**WORK TO COMPLETE:** Your reply should be one number: how many lines of the records below contain the string "PriceImporterImpl".

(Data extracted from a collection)
------------------------------

// ==========================================
// 配方成本核算系统 - 应用状态
// ==========================================
// 职责: 管理应用级别的共享状态和API实例
// ==========================================

use std::sync::{Arc, Mutex};
use std::time::Duration;

use crate::api::{PriceDatabaseApi, SubscriptionQuota, UnitsApi, UnlimitedQuota, WorkbookApi};
use crate::config::{env_keys, ConfigManager, CostingConfigReader};
use crate::engine::conversion::{
    ConversionProvider, RapidApiProvider, UnitConversionService, UnitConverter,
};
use crate::engine::costing::CostingEngine;
use crate::engine::unit_catalog::UnitCatalog;
use crate::importer::{ImportValidator, PriceImporterImpl};
use crate::repository::{PriceDatabaseRepository, WorkbookRepository};

/// 应用状态
///
/// 包含所有API实例和共享资源，所有仓储共用同一个数据库连接
pub struct AppState {
    /// 数据库路径
    pub db_path: String,

    /// 配置管理器
    pub config_manager: Arc<ConfigManager>,

    /// 单位换算服务
    pub conversion_service: Arc<UnitConversionService>,

    /// 计量单位API
    pub units_api: UnitsApi,

    /// 价格库API
    pub price_database_api: Arc<PriceDatabaseApi>,

    /// 配方API
    pub workbook_api: Arc<WorkbookApi>,
}

impl AppState {
    /// 创建新的AppState实例（不限配额）
    pub async fn new(db_path: String) -> Result<Self, String> {
        Self::with_quota(db_path, Arc::new(UnlimitedQuota)).await
    }

    /// 创建新的AppState实例
    ///
    /// # 参数
    /// - db_path: 数据库文件路径（":memory:" 为内存库）
    /// - quota: 订阅配额检查
    ///
    /// # 说明
    /// 该方法会：
    /// 1. 打开数据库并建表
    /// 2. 读取配置，构建换算服务（远程参数不全时只走本地比例表）
    /// 3. 创建所有API实例
    pub async fn with_quota(
        db_path: String,
        quota: Arc<dyn SubscriptionQuota>,
    ) -> Result<Self, String> {
        tracing::info!("初始化AppState，数据库路径: {}", db_path);

        let conn = crate::db::open_and_migrate(&db_path)
            .map_err(|e| format!("无法打开数据库: {}", e))?;
        let conn = Arc::new(Mutex::new(conn));

        // ==========================================
        // 初始化Repository层
        // ==========================================
        let price_repo = Arc::new(PriceDatabaseRepository::from_connection(conn.clone()));
        let workbook_repo = Arc::new(WorkbookRepository::from_connection(conn.clone()));

        let config_manager = Arc::new(
            ConfigManager::from_connection(conn)
                .map_err(|e| format!("无法创建ConfigManager: {}", e))?,
        );

        // ==========================================
        // 初始化Engine层
        // ==========================================
        let locale = config_manager
            .get_message_locale()
            .await
            .map_err(|e| format!("读取消息语言失败: {}", e))?;
        let policy = config_manager
            .get_fallback_policy()
            .await
            .map_err(|e| format!("读取兜底策略失败: {}", e))?;

        let conversion_service = Arc::new(build_conversion_service(config_manager.as_ref()).await?);
        let engine = CostingEngine::new(policy).with_locale(locale.clone());

        // ==========================================
        // 初始化导入层
        // ==========================================
        let validator = ImportValidator::new(UnitCatalog::new()).with_locale(locale.clone());
        let importer = Arc::new(
            PriceImporterImpl::new(price_repo.clone(), validator.clone())
                .map_err(|e| format!("无法创建PriceImporter: {}", e))?,
        );

        // ==========================================
        // 初始化API层
        // ==========================================
        let price_database_api = Arc::new(PriceDatabaseApi::new(
            price_repo.clone(),
            importer,
            validator,
            quota.clone(),
        ));

        let converter: Arc<dyn UnitConverter> = conversion_service.clone();
        let workbook_api = Arc::new(
            WorkbookApi::new(
                workbook_repo,
                price_repo,
                config_manager.clone(),
                converter,
                engine,
                quota,
            )
            .with_locale(locale),
        );

        tracing::info!(
            remote_conversion = conversion_service.has_remote(),
            policy = ?policy,
            "AppState初始化完成"
        );

        Ok(Self {
            db_path,
            config_manager,
            conversion_service,
            units_api: UnitsApi::new(UnitCatalog::new()),
            price_database_api,
            workbook_api,
        })
    }
}

/// 按配置构建换算服务
async fn build_conversion_service(config: &ConfigManager) -> Result<UnitConversionService, String> {
    let settings = config
        .get_rapidapi_settings()
        .await
        .map_err(|e| format!("读取换算服务配置失败: {}", e))?;
    let timeout_ms = config
        .get_conversion_timeout_ms()
        .await
        .map_err(|e| format!("读取换算超时失败: {}", e))?;

    if !settings.is_complete() {
        tracing::warn!("远程换算服务参数不全，仅使用本地比例表");
        return Ok(UnitConversionService::offline());
    }

    let provider: Arc<dyn ConversionProvider> = Arc::new(
        RapidApiProvider::new(settings).map_err(|e| format!("无法创建换算服务客户端: {}", e))?,
    );
    Ok(UnitConversionService::new(
        provider,
        Duration::from_millis(timeout_ms),
    ))
}

/// 获取默认数据库路径
///
/// 优先读取环境变量 COSTING_DB_PATH，其次为用户数据目录
pub fn get_default_db_path() -> String {
    use std::path::PathBuf;

    if let Ok(path) = std::env::var(env_keys::DB_PATH) {
        let trimmed = path.trim();
        if !trimmed.is_empty() {
            return trimmed.to_string();
        }
    }

    let mut path = PathBuf::from("./costing.db");

    if let Some(data_dir) = dirs::data_dir() {
        let dir = data_dir.join("costing-engine");
        // 目录创建失败时退回当前目录
        if std::fs::create_dir_all(&dir).is_ok() {
            path = dir.join("costing.db");
        }
    }

    path.to_string_lossy().to_string()
}

#[cfg(test)]
mod tests {
    use super::*;
    use crate::config::config_keys;
    use crate::engine::costing::FallbackPolicy;

    #[tokio::test]
    async fn test_app_state_on_memory_database() {
        let state = AppState::new(":memory:".to_string()).await.unwrap();

        assert!(state.units_api.validate_unit("gram").is_valid);
        assert!(state.price_database_api.list(1).unwrap().is_empty());
        assert!(state.workbook_api.list_summaries(1).await.unwrap().is_empty());
    }

    #[tokio::test]
    async fn test_incomplete_settings_build_offline_service() {
        let conn = crate::db::open_and_migrate(":memory:").unwrap();
        let config = ConfigManager::from_connection(Arc::new(Mutex::new(conn)))
            .unwrap()
            .without_env_overrides();
        config
            .set_global_config_value(config_keys::RAPIDAPI_HOST, "unitconv.example")
            .unwrap();
        config
            .set_global_config_value(config_keys::CONVERSION_FALLBACK_POLICY, FallbackPolicy::Reject.to_db_str())
            .unwrap();

        let service = build_conversion_service(&config).await.unwrap();
        assert!(!service.has_remote());
        assert_eq!(config.get_fallback_policy().await.unwrap(), FallbackPolicy::Reject);
    }
}
// ==========================================
// 配方成本核算系统 - 数据清洗器实现
// ==========================================
// 职责: TRIM / NULL 标准化 / 价格文本解析
// ==========================================

use crate::importer::price_importer_trait::DataCleaner as DataCleanerTrait;
use rust_decimal::Decimal;
use std::str::FromStr;

#[derive(Debug, Clone, Copy, Default)]
pub struct DataCleaner;

impl DataCleanerTrait for DataCleaner {
    fn clean_text(&self, value: &str) -> String {
        value.trim().to_string()
    }

    fn normalize_null(&self, value: &str) -> Option<String> {
        let trimmed = value.trim();
        if trimmed.is_empty() {
            None
        } else {
            Some(trimmed.to_string())
        }
    }

    fn parse_price(&self, value: &str) -> Option<Decimal> {
        let trimmed = value.trim();
        if trimmed.is_empty() {
            return None;
        }
        // 表格数值单元格可能以科学计数法输出
        Decimal::from_str(trimmed)
            .or_else(|_| Decimal::from_scientific(trimmed))
            .ok()
    }
}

------------------------------

**TASK RESULT:** 2